> [EXERCISE DIRECTIONS]:
Copy, in full, each line of the material that holds the word "reconciliation".

> [DATASET RECORDS]:
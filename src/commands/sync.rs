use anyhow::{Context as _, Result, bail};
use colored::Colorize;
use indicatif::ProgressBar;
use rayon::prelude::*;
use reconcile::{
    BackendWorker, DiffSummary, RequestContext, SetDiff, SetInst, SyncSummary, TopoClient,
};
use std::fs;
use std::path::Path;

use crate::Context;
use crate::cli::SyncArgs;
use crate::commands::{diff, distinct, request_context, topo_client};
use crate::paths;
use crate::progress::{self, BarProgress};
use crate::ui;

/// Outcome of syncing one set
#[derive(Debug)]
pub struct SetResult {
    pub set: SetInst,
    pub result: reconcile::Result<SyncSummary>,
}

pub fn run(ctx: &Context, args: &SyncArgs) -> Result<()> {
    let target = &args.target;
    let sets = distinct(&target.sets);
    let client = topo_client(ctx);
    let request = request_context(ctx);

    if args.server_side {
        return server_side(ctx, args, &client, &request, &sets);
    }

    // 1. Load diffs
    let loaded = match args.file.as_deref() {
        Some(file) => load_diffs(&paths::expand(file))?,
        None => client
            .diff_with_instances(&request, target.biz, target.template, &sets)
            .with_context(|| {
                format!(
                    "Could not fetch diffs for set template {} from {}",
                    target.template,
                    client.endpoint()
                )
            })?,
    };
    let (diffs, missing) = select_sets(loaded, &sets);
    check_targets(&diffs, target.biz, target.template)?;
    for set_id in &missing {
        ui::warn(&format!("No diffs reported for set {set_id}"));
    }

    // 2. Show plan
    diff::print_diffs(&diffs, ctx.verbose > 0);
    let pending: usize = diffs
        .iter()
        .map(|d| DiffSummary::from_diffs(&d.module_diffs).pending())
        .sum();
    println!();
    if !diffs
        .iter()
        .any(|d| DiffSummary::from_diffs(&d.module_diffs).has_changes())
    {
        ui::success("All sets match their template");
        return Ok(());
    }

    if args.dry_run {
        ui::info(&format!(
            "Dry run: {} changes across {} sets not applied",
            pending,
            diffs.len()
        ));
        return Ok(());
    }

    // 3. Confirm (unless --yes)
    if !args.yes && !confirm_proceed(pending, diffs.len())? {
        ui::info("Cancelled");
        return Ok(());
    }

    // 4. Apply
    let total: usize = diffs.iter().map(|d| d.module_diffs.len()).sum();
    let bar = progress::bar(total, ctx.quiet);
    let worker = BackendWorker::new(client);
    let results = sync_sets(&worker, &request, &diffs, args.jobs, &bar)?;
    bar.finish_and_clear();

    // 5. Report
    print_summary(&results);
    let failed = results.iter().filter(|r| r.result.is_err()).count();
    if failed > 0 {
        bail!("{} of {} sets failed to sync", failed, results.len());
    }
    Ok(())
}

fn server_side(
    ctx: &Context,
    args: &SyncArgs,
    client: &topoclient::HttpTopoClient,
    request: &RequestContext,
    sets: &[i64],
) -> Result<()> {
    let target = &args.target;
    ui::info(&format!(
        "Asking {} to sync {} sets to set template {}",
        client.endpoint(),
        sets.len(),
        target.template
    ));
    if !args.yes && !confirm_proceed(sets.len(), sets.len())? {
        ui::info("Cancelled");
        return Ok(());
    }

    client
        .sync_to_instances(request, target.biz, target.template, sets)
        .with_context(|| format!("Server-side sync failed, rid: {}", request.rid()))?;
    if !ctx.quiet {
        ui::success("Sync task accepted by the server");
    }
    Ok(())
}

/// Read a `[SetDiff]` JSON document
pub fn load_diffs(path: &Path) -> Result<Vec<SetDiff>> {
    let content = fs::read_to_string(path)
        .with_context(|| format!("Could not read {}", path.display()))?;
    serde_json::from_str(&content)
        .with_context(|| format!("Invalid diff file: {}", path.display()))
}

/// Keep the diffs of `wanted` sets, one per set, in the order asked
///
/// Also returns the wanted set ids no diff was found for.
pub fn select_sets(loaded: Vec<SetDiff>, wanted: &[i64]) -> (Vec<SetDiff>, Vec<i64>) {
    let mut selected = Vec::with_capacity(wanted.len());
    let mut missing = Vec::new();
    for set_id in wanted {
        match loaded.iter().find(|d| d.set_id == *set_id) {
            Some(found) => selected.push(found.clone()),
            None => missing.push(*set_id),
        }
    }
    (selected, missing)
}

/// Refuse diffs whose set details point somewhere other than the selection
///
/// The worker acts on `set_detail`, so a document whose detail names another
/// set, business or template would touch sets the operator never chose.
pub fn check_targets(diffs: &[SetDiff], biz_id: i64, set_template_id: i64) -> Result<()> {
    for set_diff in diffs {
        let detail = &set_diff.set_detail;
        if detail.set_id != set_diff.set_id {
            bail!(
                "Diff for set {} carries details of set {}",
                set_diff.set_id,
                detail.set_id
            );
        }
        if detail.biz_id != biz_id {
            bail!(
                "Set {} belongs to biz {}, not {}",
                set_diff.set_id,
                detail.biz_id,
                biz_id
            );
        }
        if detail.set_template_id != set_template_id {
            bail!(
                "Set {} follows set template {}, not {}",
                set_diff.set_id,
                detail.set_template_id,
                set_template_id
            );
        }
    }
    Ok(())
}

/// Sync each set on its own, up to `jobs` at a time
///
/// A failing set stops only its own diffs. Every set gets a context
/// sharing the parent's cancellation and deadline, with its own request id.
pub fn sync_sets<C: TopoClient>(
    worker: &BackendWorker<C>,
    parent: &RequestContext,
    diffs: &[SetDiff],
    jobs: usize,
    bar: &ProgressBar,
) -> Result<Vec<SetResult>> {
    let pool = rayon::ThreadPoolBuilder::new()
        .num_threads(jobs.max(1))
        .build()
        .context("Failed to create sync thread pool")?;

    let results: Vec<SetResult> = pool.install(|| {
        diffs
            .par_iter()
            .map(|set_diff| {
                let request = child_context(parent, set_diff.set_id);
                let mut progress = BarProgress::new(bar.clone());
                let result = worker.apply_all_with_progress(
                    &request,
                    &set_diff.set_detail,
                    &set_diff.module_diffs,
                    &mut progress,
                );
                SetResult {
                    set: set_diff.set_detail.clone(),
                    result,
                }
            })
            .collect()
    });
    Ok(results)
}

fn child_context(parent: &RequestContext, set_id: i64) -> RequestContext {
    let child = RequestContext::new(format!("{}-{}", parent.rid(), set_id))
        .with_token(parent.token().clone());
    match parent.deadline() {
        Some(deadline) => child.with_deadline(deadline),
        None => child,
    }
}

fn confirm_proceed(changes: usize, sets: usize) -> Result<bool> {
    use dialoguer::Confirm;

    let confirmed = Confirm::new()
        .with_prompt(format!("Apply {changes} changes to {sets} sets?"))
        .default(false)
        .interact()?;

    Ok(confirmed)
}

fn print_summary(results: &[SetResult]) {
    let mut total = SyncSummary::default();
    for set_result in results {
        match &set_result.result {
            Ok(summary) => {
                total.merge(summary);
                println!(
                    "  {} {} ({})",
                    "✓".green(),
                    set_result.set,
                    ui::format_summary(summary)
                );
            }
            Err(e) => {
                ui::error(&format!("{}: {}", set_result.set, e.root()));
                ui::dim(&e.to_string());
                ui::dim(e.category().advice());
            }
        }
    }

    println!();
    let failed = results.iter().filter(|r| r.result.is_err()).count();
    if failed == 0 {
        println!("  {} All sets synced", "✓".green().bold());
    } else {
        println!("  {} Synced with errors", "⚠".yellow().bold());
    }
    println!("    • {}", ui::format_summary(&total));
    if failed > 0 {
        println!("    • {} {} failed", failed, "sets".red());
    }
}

==

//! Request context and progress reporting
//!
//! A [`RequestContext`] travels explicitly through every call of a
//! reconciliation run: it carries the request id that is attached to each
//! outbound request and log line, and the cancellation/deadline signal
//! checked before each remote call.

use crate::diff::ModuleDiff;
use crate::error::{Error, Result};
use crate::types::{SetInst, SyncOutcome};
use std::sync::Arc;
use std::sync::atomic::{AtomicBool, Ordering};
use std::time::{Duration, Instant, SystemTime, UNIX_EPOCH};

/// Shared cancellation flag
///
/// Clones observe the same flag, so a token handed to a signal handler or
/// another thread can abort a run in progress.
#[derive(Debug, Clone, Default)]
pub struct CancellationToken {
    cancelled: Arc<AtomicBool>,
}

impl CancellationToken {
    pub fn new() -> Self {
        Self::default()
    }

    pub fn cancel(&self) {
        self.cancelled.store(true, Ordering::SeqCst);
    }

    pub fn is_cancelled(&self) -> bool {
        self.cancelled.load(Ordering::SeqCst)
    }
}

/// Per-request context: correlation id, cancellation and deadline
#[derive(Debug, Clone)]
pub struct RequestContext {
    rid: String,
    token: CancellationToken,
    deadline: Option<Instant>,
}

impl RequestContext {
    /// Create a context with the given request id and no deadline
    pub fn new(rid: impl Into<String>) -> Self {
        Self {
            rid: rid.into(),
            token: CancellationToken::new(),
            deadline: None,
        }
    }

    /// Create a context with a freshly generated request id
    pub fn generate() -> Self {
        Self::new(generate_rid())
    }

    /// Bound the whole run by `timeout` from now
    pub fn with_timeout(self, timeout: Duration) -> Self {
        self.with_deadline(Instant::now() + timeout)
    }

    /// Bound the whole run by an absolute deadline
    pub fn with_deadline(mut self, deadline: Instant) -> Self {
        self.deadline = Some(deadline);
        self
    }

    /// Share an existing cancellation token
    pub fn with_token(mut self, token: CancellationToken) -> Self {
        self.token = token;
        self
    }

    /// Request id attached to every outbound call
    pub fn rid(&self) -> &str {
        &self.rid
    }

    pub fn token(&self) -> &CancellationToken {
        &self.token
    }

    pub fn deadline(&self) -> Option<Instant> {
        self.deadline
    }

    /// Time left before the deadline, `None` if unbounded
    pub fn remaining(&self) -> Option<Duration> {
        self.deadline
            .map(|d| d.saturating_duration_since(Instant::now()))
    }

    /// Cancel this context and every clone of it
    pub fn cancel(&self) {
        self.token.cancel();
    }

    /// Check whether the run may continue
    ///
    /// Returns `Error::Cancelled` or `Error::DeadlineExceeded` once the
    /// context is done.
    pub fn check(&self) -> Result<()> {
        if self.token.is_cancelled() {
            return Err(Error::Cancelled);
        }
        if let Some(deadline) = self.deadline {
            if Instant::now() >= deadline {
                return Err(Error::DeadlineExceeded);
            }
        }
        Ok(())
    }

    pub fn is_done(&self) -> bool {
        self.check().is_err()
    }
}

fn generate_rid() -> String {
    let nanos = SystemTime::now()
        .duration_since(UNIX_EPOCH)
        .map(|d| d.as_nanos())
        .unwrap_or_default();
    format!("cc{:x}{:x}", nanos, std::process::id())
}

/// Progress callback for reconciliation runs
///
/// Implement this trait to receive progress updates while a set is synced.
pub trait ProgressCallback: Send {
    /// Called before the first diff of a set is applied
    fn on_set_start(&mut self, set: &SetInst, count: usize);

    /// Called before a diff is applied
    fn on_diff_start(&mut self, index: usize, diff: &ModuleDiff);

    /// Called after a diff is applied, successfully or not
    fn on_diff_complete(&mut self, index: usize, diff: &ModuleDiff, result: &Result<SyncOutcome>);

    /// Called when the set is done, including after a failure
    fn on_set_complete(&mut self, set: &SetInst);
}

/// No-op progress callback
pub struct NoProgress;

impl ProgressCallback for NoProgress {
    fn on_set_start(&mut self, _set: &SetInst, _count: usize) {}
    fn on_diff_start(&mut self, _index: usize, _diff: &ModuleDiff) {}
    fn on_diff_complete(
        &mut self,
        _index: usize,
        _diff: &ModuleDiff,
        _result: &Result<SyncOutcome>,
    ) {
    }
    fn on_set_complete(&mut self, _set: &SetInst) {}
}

==

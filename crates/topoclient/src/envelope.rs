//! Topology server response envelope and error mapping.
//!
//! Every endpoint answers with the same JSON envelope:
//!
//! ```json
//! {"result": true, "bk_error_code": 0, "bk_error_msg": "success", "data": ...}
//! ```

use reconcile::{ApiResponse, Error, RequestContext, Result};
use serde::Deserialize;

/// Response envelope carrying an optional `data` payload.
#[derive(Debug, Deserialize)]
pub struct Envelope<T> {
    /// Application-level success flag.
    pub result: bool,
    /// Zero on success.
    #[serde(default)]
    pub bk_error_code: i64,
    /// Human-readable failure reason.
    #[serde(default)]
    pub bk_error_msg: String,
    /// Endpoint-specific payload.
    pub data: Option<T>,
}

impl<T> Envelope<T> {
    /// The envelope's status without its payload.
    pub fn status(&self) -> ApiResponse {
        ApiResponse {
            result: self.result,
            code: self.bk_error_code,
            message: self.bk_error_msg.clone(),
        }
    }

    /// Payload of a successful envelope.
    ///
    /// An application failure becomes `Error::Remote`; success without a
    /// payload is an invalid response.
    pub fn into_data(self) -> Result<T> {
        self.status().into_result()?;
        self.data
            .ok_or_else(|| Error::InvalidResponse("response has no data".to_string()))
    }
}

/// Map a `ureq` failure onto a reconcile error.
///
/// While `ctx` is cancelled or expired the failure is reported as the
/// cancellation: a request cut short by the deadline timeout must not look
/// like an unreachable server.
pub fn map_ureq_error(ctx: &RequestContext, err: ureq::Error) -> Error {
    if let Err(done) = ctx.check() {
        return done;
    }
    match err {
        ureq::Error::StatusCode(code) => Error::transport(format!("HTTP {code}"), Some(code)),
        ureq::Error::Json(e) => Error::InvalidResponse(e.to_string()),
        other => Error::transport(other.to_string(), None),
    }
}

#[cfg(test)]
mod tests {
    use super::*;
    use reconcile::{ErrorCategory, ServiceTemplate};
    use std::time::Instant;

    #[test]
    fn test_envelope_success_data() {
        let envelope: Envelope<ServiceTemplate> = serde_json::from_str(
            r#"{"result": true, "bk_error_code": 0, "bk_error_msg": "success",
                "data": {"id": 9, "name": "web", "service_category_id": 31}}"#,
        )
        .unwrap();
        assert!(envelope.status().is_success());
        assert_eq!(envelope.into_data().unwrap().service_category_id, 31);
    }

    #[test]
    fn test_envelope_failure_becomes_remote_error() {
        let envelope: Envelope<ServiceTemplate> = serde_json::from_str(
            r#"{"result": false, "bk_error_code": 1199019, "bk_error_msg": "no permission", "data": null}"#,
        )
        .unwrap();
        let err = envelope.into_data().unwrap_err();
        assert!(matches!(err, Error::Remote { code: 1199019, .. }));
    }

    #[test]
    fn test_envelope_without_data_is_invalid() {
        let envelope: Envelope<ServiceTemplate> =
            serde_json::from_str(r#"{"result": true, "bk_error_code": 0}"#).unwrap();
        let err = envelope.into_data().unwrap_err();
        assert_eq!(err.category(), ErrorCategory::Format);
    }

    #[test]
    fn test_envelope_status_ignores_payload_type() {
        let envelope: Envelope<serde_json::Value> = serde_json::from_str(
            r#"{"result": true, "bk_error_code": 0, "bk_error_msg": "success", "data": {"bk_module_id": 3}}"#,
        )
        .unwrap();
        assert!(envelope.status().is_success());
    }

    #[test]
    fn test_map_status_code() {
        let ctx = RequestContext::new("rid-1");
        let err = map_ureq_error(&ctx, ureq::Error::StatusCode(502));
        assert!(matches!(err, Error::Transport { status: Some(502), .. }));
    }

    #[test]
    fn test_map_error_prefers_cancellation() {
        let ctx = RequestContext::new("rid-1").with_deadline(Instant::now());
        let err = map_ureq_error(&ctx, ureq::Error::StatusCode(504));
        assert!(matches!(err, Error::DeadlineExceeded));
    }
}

> [ANSWER SPACE]:
//! reconciliation run: it carries the request id that is attached to each
/// Progress callback for reconciliation runs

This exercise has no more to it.